**TRY IT:** An exact copy of each record is required.

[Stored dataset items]
- Opening Delimiter -

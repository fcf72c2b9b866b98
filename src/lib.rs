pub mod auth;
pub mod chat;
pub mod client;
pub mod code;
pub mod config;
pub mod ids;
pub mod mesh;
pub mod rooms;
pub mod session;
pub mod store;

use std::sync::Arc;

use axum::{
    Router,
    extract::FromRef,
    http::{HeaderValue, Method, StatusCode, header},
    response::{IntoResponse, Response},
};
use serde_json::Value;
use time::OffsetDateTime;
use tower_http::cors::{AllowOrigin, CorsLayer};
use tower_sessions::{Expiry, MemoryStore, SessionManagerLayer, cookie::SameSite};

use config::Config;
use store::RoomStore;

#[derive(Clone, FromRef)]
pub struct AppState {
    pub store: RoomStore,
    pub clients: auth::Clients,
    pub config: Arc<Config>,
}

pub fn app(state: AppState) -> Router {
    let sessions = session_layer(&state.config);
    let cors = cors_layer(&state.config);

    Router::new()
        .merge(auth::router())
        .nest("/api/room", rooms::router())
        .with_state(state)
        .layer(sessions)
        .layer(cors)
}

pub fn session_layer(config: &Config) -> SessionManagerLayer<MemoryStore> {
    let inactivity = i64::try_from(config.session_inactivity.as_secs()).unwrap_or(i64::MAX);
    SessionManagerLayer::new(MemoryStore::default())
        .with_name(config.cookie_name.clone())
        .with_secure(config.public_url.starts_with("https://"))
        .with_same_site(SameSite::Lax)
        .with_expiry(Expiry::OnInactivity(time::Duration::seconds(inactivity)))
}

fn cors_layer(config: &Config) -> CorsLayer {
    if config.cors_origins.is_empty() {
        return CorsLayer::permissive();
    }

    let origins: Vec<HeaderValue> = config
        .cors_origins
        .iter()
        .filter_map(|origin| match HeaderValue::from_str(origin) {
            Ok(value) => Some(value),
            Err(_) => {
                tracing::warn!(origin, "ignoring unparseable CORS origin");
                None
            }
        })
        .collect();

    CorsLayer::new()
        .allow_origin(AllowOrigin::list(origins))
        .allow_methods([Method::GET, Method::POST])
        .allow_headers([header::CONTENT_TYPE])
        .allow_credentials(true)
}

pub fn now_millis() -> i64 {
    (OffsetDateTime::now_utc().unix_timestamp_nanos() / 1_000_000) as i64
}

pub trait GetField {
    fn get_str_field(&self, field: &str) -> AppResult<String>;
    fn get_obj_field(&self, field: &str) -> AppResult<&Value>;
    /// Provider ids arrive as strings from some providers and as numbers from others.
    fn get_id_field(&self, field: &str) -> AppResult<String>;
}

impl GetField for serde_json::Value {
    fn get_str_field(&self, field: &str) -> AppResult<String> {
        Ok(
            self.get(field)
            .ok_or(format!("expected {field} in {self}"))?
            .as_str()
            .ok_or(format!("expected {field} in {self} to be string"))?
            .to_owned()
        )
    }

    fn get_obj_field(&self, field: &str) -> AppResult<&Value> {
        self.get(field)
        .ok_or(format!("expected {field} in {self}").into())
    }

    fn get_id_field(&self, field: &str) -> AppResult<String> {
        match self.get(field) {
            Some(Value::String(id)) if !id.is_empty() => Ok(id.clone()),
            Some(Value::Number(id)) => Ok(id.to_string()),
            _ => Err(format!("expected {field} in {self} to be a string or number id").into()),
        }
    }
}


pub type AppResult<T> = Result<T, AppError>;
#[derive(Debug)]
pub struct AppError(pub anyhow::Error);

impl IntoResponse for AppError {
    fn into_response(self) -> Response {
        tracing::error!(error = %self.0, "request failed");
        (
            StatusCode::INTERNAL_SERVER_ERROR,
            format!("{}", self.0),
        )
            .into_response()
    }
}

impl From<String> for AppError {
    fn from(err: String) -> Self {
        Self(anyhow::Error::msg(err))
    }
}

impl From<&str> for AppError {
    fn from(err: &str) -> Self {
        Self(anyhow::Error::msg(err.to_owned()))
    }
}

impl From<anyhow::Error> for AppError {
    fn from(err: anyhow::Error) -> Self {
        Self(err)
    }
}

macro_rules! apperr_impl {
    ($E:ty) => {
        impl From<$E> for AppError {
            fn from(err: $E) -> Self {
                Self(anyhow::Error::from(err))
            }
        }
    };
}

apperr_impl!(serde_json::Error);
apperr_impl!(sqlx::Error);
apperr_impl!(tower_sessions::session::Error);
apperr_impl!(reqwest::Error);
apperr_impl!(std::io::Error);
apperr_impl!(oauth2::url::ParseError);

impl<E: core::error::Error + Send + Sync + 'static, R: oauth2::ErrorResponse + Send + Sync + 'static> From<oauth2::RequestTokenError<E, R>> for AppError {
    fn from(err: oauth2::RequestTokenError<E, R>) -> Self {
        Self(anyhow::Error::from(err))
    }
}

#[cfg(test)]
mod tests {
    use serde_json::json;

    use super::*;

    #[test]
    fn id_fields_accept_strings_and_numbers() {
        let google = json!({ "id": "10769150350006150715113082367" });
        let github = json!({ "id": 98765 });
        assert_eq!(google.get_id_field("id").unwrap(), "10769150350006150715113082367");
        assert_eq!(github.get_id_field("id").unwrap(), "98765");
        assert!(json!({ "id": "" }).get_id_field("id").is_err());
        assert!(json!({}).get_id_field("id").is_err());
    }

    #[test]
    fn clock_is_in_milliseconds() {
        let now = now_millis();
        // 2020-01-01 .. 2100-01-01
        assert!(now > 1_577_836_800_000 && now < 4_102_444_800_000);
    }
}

- Closing Delimiter -

**RESPONSE AREA:**
repository fcf72c2b9b866b98
filename src/lib.rs
pub mod auth;
pub mod chat;
pub mod client;
pub mod code;
pub mod config;
pub mod ids;
pub mod mesh;
pub mod rooms;
pub mod session;
pub mod store;

use std::sync::Arc;

use axum::{
    Router,
    extract::FromRef,
    http::{HeaderValue, Method, StatusCode, header},
    response::{IntoResponse, Response},
};
use serde_json::Value;
use time::OffsetDateTime;
use tower_http::cors::{AllowOrigin, CorsLayer};
use tower_sessions::{Expiry, MemoryStore, SessionManagerLayer, cookie::SameSite};

use config::Config;
use store::RoomStore;

#[derive(Clone, FromRef)]
pub struct AppState {
    pub store: RoomStore,
    pub clients: auth::Clients,
    pub config: Arc<Config>,
}

pub fn app(state: AppState) -> Router {
    let sessions = session_layer(&state.config);
    let cors = cors_layer(&state.config);

    Router::new()
        .merge(auth::router())
        .nest("/api/room", rooms::router())
        .with_state(state)
        .layer(sessions)
        .layer(cors)
}

pub fn session_layer(config: &Config) -> SessionManagerLayer<MemoryStore> {
    let inactivity = i64::try_from(config.session_inactivity.as_secs()).unwrap_or(i64::MAX);
    SessionManagerLayer::new(MemoryStore::default())
        .with_name(config.cookie_name.clone())
        .with_secure(config.public_url.starts_with("https://"))
        .with_same_site(SameSite::Lax)
        .with_expiry(Expiry::OnInactivity(time::Duration::seconds(inactivity)))
}

fn cors_layer(config: &Config) -> CorsLayer {
    if config.cors_origins.is_empty() {
        return CorsLayer::permissive();
    }

    let origins: Vec<HeaderValue> = config
        .cors_origins
        .iter()
        .filter_map(|origin| match HeaderValue::from_str(origin) {
            Ok(value) => Some(value),
            Err(_) => {
                tracing::warn!(origin, "ignoring unparseable CORS origin");
                None
            }
        })
        .collect();

    CorsLayer::new()
        .allow_origin(AllowOrigin::list(origins))
        .allow_methods([Method::GET, Method::POST])
        .allow_headers([header::CONTENT_TYPE])
        .allow_credentials(true)
}

pub fn now_millis() -> i64 {
    (OffsetDateTime::now_utc().unix_timestamp_nanos() / 1_000_000) as i64
}

pub trait GetField {
    fn get_str_field(&self, field: &str) -> AppResult<String>;
    fn get_obj_field(&self, field: &str) -> AppResult<&Value>;
    /// Provider ids arrive as strings from some providers and as numbers from others.
    fn get_id_field(&self, field: &str) -> AppResult<String>;
}

impl GetField for serde_json::Value {
    fn get_str_field(&self, field: &str) -> AppResult<String> {
        Ok(
            self.get(field)
            .ok_or(format!("expected {field} in {self}"))?
            .as_str()
            .ok_or(format!("expected {field} in {self} to be string"))?
            .to_owned()
        )
    }

    fn get_obj_field(&self, field: &str) -> AppResult<&Value> {
        self.get(field)
        .ok_or(format!("expected {field} in {self}").into())
    }

    fn get_id_field(&self, field: &str) -> AppResult<String> {
        match self.get(field) {
            Some(Value::String(id)) if !id.is_empty() => Ok(id.clone()),
            Some(Value::Number(id)) => Ok(id.to_string()),
            _ => Err(format!("expected {field} in {self} to be a string or number id").into()),
        }
    }
}


pub type AppResult<T> = Result<T, AppError>;
#[derive(Debug)]
pub struct AppError(pub anyhow::Error);

impl IntoResponse for AppError {
    fn into_response(self) -> Response {
        tracing::error!(error = %self.0, "request failed");
        (
            StatusCode::INTERNAL_SERVER_ERROR,
            format!("{}", self.0),
        )
            .into_response()
    }
}

impl From<String> for AppError {
    fn from(err: String) -> Self {
        Self(anyhow::Error::msg(err))
    }
}

impl From<&str> for AppError {
    fn from(err: &str) -> Self {
        Self(anyhow::Error::msg(err.to_owned()))
    }
}

impl From<anyhow::Error> for AppError {
    fn from(err: anyhow::Error) -> Self {
        Self(err)
    }
}

macro_rules! apperr_impl {
    ($E:ty) => {
        impl From<$E> for AppError {
            fn from(err: $E) -> Self {
                Self(anyhow::Error::from(err))
            }
        }
    };
}

apperr_impl!(serde_json::Error);
apperr_impl!(sqlx::Error);
apperr_impl!(tower_sessions::session::Error);
apperr_impl!(reqwest::Error);
apperr_impl!(std::io::Error);
apperr_impl!(oauth2::url::ParseError);

impl<E: core::error::Error + Send + Sync + 'static, R: oauth2::ErrorResponse + Send + Sync + 'static> From<oauth2::RequestTokenError<E, R>> for AppError {
    fn from(err: oauth2::RequestTokenError<E, R>) -> Self {
        Self(anyhow::Error::from(err))
    }
}

#[cfg(test)]
mod tests {
    use serde_json::json;

    use super::*;

    #[test]
    fn id_fields_accept_strings_and_numbers() {
        let google = json!({ "id": "10769150350006150715113082367" });
        let github = json!({ "id": 98765 });
        assert_eq!(google.get_id_field("id").unwrap(), "10769150350006150715113082367");
        assert_eq!(github.get_id_field("id").unwrap(), "98765");
        assert!(json!({ "id": "" }).get_id_field("id").is_err());
        assert!(json!({}).get_id_field("id").is_err());
    }

    #[test]
    fn clock_is_in_milliseconds() {
        let now = now_millis();
        // 2020-01-01 .. 2100-01-01
        assert!(now > 1_577_836_800_000 && now < 4_102_444_800_000);
    }
}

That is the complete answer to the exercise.